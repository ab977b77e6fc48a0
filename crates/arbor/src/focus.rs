use tracing::debug;

use crate::{
    error::{Error, Result},
    id::NodeId,
    modal::ModalStack,
    world::Core,
};

/// Trait for managing keyboard focus and mouse capture.
pub trait FocusManager {
    /// Does the node hold keyboard focus?
    fn is_focused(&self, node: NodeId) -> bool;

    /// Can the node take focus right now: it accepts focus, is attached, and
    /// is visible and enabled along with every ancestor.
    fn is_focusable(&self, node: NodeId) -> bool;

    /// Move focus to `node`, or clear it with `None`. The current holder may
    /// veto the change. Returns `true` if focus changed. `FocusLost` and
    /// `FocusGained` are queued for delivery after the current dispatch.
    ///
    /// A holder that moves focus away from inside its own
    /// [`Widget::on_event`](crate::Widget::on_event) is not asked: its widget
    /// is checked out for the dispatch, so
    /// [`Widget::can_lose_focus`](crate::Widget::can_lose_focus) is skipped.
    /// Callbacks registered with [`Core::on`] run after the widget is back and
    /// are subject to the veto.
    fn set_focus(&mut self, node: Option<NodeId>) -> bool;

    /// Host-facing focus request: like [`set_focus`](Self::set_focus), but
    /// fails for unknown nodes and delivers the focus events immediately.
    fn request_focus(&mut self, node: NodeId) -> Result<bool>;

    /// The first focusable node in the pre-order traversal of `root`.
    fn first_focusable(&self, root: NodeId) -> Option<NodeId>;

    /// Focus the first focusable node under `root`.
    fn focus_first(&mut self, root: NodeId) -> bool;

    /// Focus the next focusable node in the pre-order traversal of `root`,
    /// wrapping at the end.
    fn focus_next(&mut self, root: NodeId) -> bool;

    /// Focus the previous focusable node in the pre-order traversal of
    /// `root`, wrapping at the start.
    fn focus_prev(&mut self, root: NodeId) -> bool;

    /// Clear focus if it points at a node that can no longer hold it.
    fn ensure_focus_valid(&mut self);

    /// Drop mouse capture and hover if they point at detached or hidden nodes.
    fn ensure_mouse_valid(&mut self);

    /// Ensure focus, capture, hover and modal invariants after structural changes.
    fn ensure_invariants(&mut self);
}

impl FocusManager for Core {
    fn is_focused(&self, node: NodeId) -> bool {
        self.focus == Some(node)
    }

    fn is_focusable(&self, node: NodeId) -> bool {
        self.nodes.get(node).is_some_and(|n| n.caps.focusable)
            && self.is_attached_to_root(node)
            && self.is_visible(node)
            && self.is_enabled(node)
    }

    fn set_focus(&mut self, node: Option<NodeId>) -> bool {
        if self.focus == node {
            return false;
        }
        if let Some(target) = node
            && !self.is_focusable(target)
        {
            return false;
        }
        // A checked-out holder is the caller itself and gets no veto.
        if let Some(current) = self.focus
            && let Some(widget) = self.widget_ref(current)
            && !widget.can_lose_focus(node)
        {
            debug!(?current, next = ?node, "focus change vetoed");
            return false;
        }
        self.replace_focus(node);
        true
    }

    fn request_focus(&mut self, node: NodeId) -> Result<bool> {
        if !self.nodes.contains_key(node) {
            return Err(Error::NodeNotFound(node));
        }
        let changed = self.set_focus(Some(node));
        self.flush_pending();
        Ok(changed)
    }

    fn first_focusable(&self, root: NodeId) -> Option<NodeId> {
        focus_order(self, root).into_iter().next()
    }

    fn focus_first(&mut self, root: NodeId) -> bool {
        match self.first_focusable(root) {
            Some(target) => self.set_focus(Some(target)),
            None => false,
        }
    }

    fn focus_next(&mut self, root: NodeId) -> bool {
        let order = focus_order(self, root);
        let target = match self.focus.and_then(|f| order.iter().position(|id| *id == f)) {
            Some(i) => order.get((i + 1) % order.len()).copied(),
            None => order.first().copied(),
        };
        target.is_some_and(|t| self.set_focus(Some(t)))
    }

    fn focus_prev(&mut self, root: NodeId) -> bool {
        let order = focus_order(self, root);
        let target = match self.focus.and_then(|f| order.iter().position(|id| *id == f)) {
            Some(i) => order.get((i + order.len() - 1) % order.len()).copied(),
            None => order.last().copied(),
        };
        target.is_some_and(|t| self.set_focus(Some(t)))
    }

    fn ensure_focus_valid(&mut self) {
        if let Some(focus) = self.focus
            && !self.is_focusable(focus)
        {
            debug!(?focus, "focus dropped");
            self.replace_focus(None);
        }
    }

    fn ensure_mouse_valid(&mut self) {
        if let Some(capture) = self.mouse_capture
            && !(self.is_attached_to_root(capture) && self.is_visible(capture))
        {
            debug!(?capture, "capture dropped");
            self.mouse_capture = None;
        }
        if let Some(hover) = self.hover
            && !(self.is_attached_to_root(hover) && self.is_visible(hover))
        {
            self.hover = None;
        }
    }

    fn ensure_invariants(&mut self) {
        self.ensure_modals_valid();
        self.ensure_focus_valid();
        self.ensure_mouse_valid();
    }
}

/// Focusable nodes under `root` in pre-order, skipping hidden subtrees.
fn focus_order(core: &Core, root: NodeId) -> Vec<NodeId> {
    let mut out = Vec::new();
    let mut stack = vec![root];
    while let Some(id) = stack.pop() {
        let Some(node) = core.nodes.get(id) else {
            continue;
        };
        if !node.props.visible() {
            continue;
        }
        if core.is_focusable(id) {
            out.push(id);
        }
        for child in node.children.iter().rev() {
            stack.push(*child);
        }
    }
    out
}

#[cfg(test)]
mod tests {
    use super::*;
    use crate::{
        Context, Event, EventOutcome, Widget,
        testing::Probe,
    };

    /// Refuses to give up focus, but hands it to `next` on `Cancel`.
    struct Sticky {
        next: Option<NodeId>,
    }

    impl Widget for Sticky {
        fn accept_focus(&self) -> bool {
            true
        }

        fn can_lose_focus(&self, _next: Option<NodeId>) -> bool {
            false
        }

        fn on_event(&mut self, event: &Event, ctx: &mut dyn Context) -> Result<EventOutcome> {
            if let (Event::Cancel, Some(next)) = (event, self.next) {
                ctx.focus(next);
                return Ok(EventOutcome::Handle);
            }
            Ok(EventOutcome::Ignore)
        }
    }

    fn tree() -> Result<(Core, Vec<NodeId>)> {
        let mut core = Core::new();
        let mut ids = Vec::new();
        for _ in 0..3 {
            let id = core.add(Probe::focusable()).id();
            core.attach(core.root_id(), id)?;
            ids.push(id);
        }
        Ok((core, ids))
    }

    #[test]
    fn tab_order_wraps() -> Result<()> {
        let (mut core, ids) = tree()?;
        let root = core.root_id();
        assert!(core.focus_next(root));
        assert_eq!(core.focus_id(), Some(ids[0]));
        core.focus_next(root);
        core.focus_next(root);
        core.focus_next(root);
        assert_eq!(core.focus_id(), Some(ids[0]));
        core.focus_prev(root);
        assert_eq!(core.focus_id(), Some(ids[2]));
        Ok(())
    }

    #[test]
    fn disabled_and_hidden_are_skipped() -> Result<()> {
        let (mut core, ids) = tree()?;
        core.update_props(ids[1], |p| {
            p.set_enabled(false);
        })?;
        core.update_props(ids[2], |p| {
            p.set_visible(false);
        })?;
        let root = core.root_id();
        core.focus_first(root);
        core.focus_next(root);
        assert_eq!(core.focus_id(), Some(ids[0]));
        assert!(!core.set_focus(Some(ids[1])));
        Ok(())
    }

    #[test]
    fn veto_blocks_change() -> Result<()> {
        let (mut core, ids) = tree()?;
        core.request_focus(ids[0])?;
        core.with_widget(ids[0], |p: &mut Probe, _| p.veto_blur = true)?;
        assert!(!core.request_focus(ids[1])?);
        assert_eq!(core.focus_id(), Some(ids[0]));
        Ok(())
    }

    #[test]
    fn holder_can_hand_off_from_its_own_handler() -> Result<()> {
        let mut core = Core::new();
        let other = core.add(Probe::focusable()).id();
        let sticky = core.add(Sticky { next: Some(other) }).id();
        core.attach(core.root_id(), sticky)?;
        core.attach(core.root_id(), other)?;
        core.request_focus(sticky)?;

        assert!(!core.request_focus(other)?);
        assert_eq!(core.focus_id(), Some(sticky));

        core.dispatch(sticky, &Event::Cancel)?;
        assert_eq!(core.focus_id(), Some(other));
        Ok(())
    }

    #[test]
    fn focus_events_are_delivered() -> Result<()> {
        let (mut core, ids) = tree()?;
        core.request_focus(ids[0])?;
        core.request_focus(ids[1])?;
        let seen = core.with_widget(ids[0], |p: &mut Probe, _| p.kinds())?;
        assert_eq!(
            seen,
            vec![
                crate::EventKind::FocusGained,
                crate::EventKind::FocusLost
            ]
        );
        Ok(())
    }

    #[test]
    fn detach_clears_focus() -> Result<()> {
        let (mut core, ids) = tree()?;
        core.request_focus(ids[2])?;
        let gen_before = core.focus_generation();
        core.detach(ids[2])?;
        assert_eq!(core.focus_id(), None);
        assert!(core.focus_generation() > gen_before);
        Ok(())
    }

    #[test]
    fn unknown_node_is_an_error() -> Result<()> {
        let (mut core, ids) = tree()?;
        core.remove(ids[0])?;
        assert_eq!(core.request_focus(ids[0]), Err(Error::NodeNotFound(ids[0])));
        Ok(())
    }
}
//! Draw-call interface and the render walk.

use tracing::trace;

use crate::{
    error::Result,
    geom::{Point, Rect},
    id::NodeId,
    world::Core,
};

/// Opaque handle to a texture owned by the render backend.
#[derive(Debug, Clone, Copy, PartialEq, Eq, Hash, PartialOrd, Ord)]
pub struct TextureId(pub u64);

impl TextureId {
    /// Conventional handle for a solid white texture, used for fills.
    pub const SOLID: Self = Self(0);
}

/// An RGBA tint.
#[derive(Debug, Clone, Copy, PartialEq, Eq, Hash)]
pub struct Color {
    /// Red.
    pub r: u8,
    /// Green.
    pub g: u8,
    /// Blue.
    pub b: u8,
    /// Alpha.
    pub a: u8,
}

impl Color {
    /// Opaque white, the identity tint.
    pub const WHITE: Self = Self::rgba(255, 255, 255, 255);
    /// Opaque black.
    pub const BLACK: Self = Self::rgba(0, 0, 0, 255);

    /// Construct a color from components.
    pub const fn rgba(r: u8, g: u8, b: u8, a: u8) -> Self {
        Self { r, g, b, a }
    }

    /// Construct an opaque color.
    pub const fn rgb(r: u8, g: u8, b: u8) -> Self {
        Self::rgba(r, g, b, 255)
    }
}

impl Default for Color {
    fn default() -> Self {
        Self::WHITE
    }
}

/// The trait implemented by renderers.
///
/// All rects are in desktop coordinates.
pub trait RenderBackend {
    /// Draw `source` from `texture` (or the whole texture) into `dest`.
    fn draw(&mut self, texture: TextureId, dest: Rect, source: Option<Rect>, tint: Color)
    -> Result<()>;
    /// Restrict drawing to `rect` until the matching `end_scissor`. Scissors nest.
    fn begin_scissor(&mut self, rect: Rect) -> Result<()>;
    /// Pop the innermost scissor.
    fn end_scissor(&mut self) -> Result<()>;
}

/// A renderer bound to one node's rectangle during the render walk.
pub struct Render<'a> {
    /// Backend receiving draw calls.
    backend: &'a mut dyn RenderBackend,
    /// Node being drawn.
    node: NodeId,
    /// The node's rect in desktop coordinates.
    rect: Rect,
    /// The node's content rect in desktop coordinates.
    content: Rect,
    /// Visible region in desktop coordinates.
    clip: Rect,
}

impl<'a> Render<'a> {
    /// Construct a renderer for one node.
    pub(crate) fn new(
        backend: &'a mut dyn RenderBackend,
        node: NodeId,
        (rect, content): (Rect, Rect),
        clip: Rect,
    ) -> Self {
        Self {
            backend,
            node,
            rect,
            content,
            clip,
        }
    }

    /// The node being drawn.
    pub fn node_id(&self) -> NodeId {
        self.node
    }

    /// The node's rect in desktop coordinates.
    pub fn rect(&self) -> Rect {
        self.rect
    }

    /// The node's rect shrunk by padding, in desktop coordinates.
    pub fn content(&self) -> Rect {
        self.content
    }

    /// The visible region in desktop coordinates.
    pub fn clip(&self) -> Rect {
        self.clip
    }

    /// Convert a point relative to the node's top-left corner into desktop coordinates.
    pub fn to_screen(&self, local: Point) -> Point {
        self.rect.tl + local
    }

    /// Issue a draw call. Calls that fall entirely outside the visible region are dropped.
    pub fn draw(
        &mut self,
        texture: TextureId,
        dest: Rect,
        source: Option<Rect>,
        tint: Color,
    ) -> Result<()> {
        if dest.intersect(&self.clip).is_none() {
            return Ok(());
        }
        self.backend.draw(texture, dest, source, tint)
    }

    /// Fill a rect with a solid color.
    pub fn fill(&mut self, dest: Rect, color: Color) -> Result<()> {
        self.draw(TextureId::SOLID, dest, None, color)
    }

    /// Fill the node's whole rect with a solid color.
    pub fn fill_all(&mut self, color: Color) -> Result<()> {
        self.fill(self.rect, color)
    }
}

/// Walk the tree from the root, drawing every visible node back to front.
pub(crate) fn render_tree(core: &mut Core, backend: &mut dyn RenderBackend) -> Result<()> {
    let root = core.root_id();
    let clip = core.bounds();
    render_node(core, backend, root, Point::zero(), clip)
}

/// Draw one node and then its children. `offset` is the scroll translation
/// accumulated from ancestors.
fn render_node(
    core: &mut Core,
    backend: &mut dyn RenderBackend,
    id: NodeId,
    offset: Point,
    clip: Rect,
) -> Result<()> {
    let Some(node) = core.node(id) else {
        return Ok(());
    };
    if !node.props().visible() {
        return Ok(());
    }
    let rect = node.rect().translate(-offset.x, -offset.y);
    let content = node.content_rect().translate(-offset.x, -offset.y);
    let clips = node.clips();
    let child_offset = offset + node.scroll();
    let children = node.children().to_vec();

    if rect.intersect(&clip).is_some() {
        trace!(?id, ?rect, "render");
        core.with_widget_mut(id, |w, _| {
            let mut r = Render::new(&mut *backend, id, (rect, content), clip);
            w.render(&mut r)
        })??;
    }

    if children.is_empty() {
        return Ok(());
    }
    if clips {
        let Some(child_clip) = content.intersect(&clip) else {
            return Ok(());
        };
        backend.begin_scissor(child_clip)?;
        let result = children
            .iter()
            .try_for_each(|child| render_node(core, backend, *child, child_offset, child_clip));
        backend.end_scissor()?;
        result
    } else {
        for child in children {
            render_node(core, backend, child, child_offset, clip)?;
        }
        Ok(())
    }
}
use std::time::Duration;

use crate::{
    config::DesktopConfig,
    desktop::Desktop,
    error::Result,
    geom::{Expanse, Point, Rect},
    input::{InputSnapshot, Key, MouseButton},
    world::Core,
};

use super::{
    input::ScriptedInput,
    render::{DrawCall, RecordingBackend},
};

/// A desktop over a [`RecordingBackend`] and a [`ScriptedInput`], driven one
/// snapshot at a time.
///
/// Each step lays the tree out at the harness size, then feeds the current
/// device state to the desktop. Time only moves through
/// [`advance`](Self::advance).
pub struct Harness {
    /// The desktop under test.
    desktop: Desktop<RecordingBackend, ScriptedInput>,
    /// Handle onto the backend's call log.
    calls: RecordingBackend,
    /// Device state fed on the next step.
    state: InputSnapshot,
    /// Layout bounds.
    bounds: Rect,
}

impl Harness {
    /// A harness of the given size with default configuration.
    pub fn new(size: Expanse) -> Self {
        Self::with_config(size, DesktopConfig::default())
    }

    /// A harness with explicit configuration.
    pub fn with_config(size: Expanse, config: DesktopConfig) -> Self {
        let calls = RecordingBackend::new();
        let desktop = Desktop::with_config(calls.clone(), ScriptedInput::new(), config);
        Self {
            desktop,
            calls,
            state: InputSnapshot::default(),
            bounds: size.rect(),
        }
    }

    /// The tree.
    pub fn core(&self) -> &Core {
        self.desktop.core()
    }

    /// The tree, mutably.
    pub fn core_mut(&mut self) -> &mut Core {
        self.desktop.core_mut()
    }

    /// The desktop, mutably.
    pub fn desktop_mut(&mut self) -> &mut Desktop<RecordingBackend, ScriptedInput> {
        &mut self.desktop
    }

    /// Layout bounds.
    pub fn bounds(&self) -> Rect {
        self.bounds
    }

    /// Change the layout bounds.
    pub fn resize(&mut self, size: Expanse) {
        self.bounds = size.rect();
    }

    /// Run a layout pass without input.
    pub fn layout(&mut self) {
        let bounds = self.bounds;
        self.desktop.core_mut().update_layout(bounds);
    }

    /// Lay out, then feed the current device state to the desktop.
    pub fn step(&mut self) -> Result<()> {
        self.layout();
        self.desktop.input_mut().push(self.state.clone());
        self.desktop.update_input();
        self.state.wheel = 0;
        self.state.text.clear();
        Ok(())
    }

    /// Move the pointer.
    pub fn move_to(&mut self, point: Point) -> Result<()> {
        self.state.pointer = point;
        self.step()
    }

    /// Press a button at the current pointer position.
    pub fn press(&mut self, button: MouseButton) -> Result<()> {
        self.state.buttons.set(button, true);
        self.step()
    }

    /// Release a button at the current pointer position.
    pub fn release(&mut self, button: MouseButton) -> Result<()> {
        self.state.buttons.set(button, false);
        self.step()
    }

    /// Move to `point` and click the left button there.
    pub fn click(&mut self, point: Point) -> Result<()> {
        self.move_to(point)?;
        self.press(MouseButton::Left)?;
        self.release(MouseButton::Left)
    }

    /// Move to `from`, press, move to `to`, release.
    pub fn drag(&mut self, from: Point, to: Point) -> Result<()> {
        self.move_to(from)?;
        self.press(MouseButton::Left)?;
        self.move_to(to)?;
        self.release(MouseButton::Left)
    }

    /// Turn the wheel at the current pointer position.
    pub fn wheel(&mut self, delta: i32) -> Result<()> {
        self.state.wheel = delta;
        self.step()
    }

    /// Hold a key down.
    pub fn key_down(&mut self, key: Key) -> Result<()> {
        self.state.keys.insert(key);
        self.step()
    }

    /// Let a key up.
    pub fn key_up(&mut self, key: Key) -> Result<()> {
        self.state.keys.remove(&key);
        self.step()
    }

    /// Press and release a key.
    pub fn key(&mut self, key: Key) -> Result<()> {
        self.key_down(key)?;
        self.key_up(key)
    }

    /// Deliver text input.
    pub fn type_text(&mut self, text: &str) -> Result<()> {
        self.state.text.push_str(text);
        self.step()
    }

    /// Move the clock forward and step.
    pub fn advance(&mut self, ms: u64) -> Result<()> {
        self.state.time += Duration::from_millis(ms);
        self.step()
    }

    /// Render a frame and return the calls it produced.
    pub fn render(&mut self) -> Result<Vec<DrawCall>> {
        self.calls.take();
        let bounds = self.bounds;
        self.desktop.render(bounds)?;
        Ok(self.calls.take())
    }
}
^^^^^^^^^^^^^^^^
Among the lines above, return those that hold the word "local".

Expected answer:
    pub fn to_screen(&self, local: Point) -> Point {
        self.rect.tl + local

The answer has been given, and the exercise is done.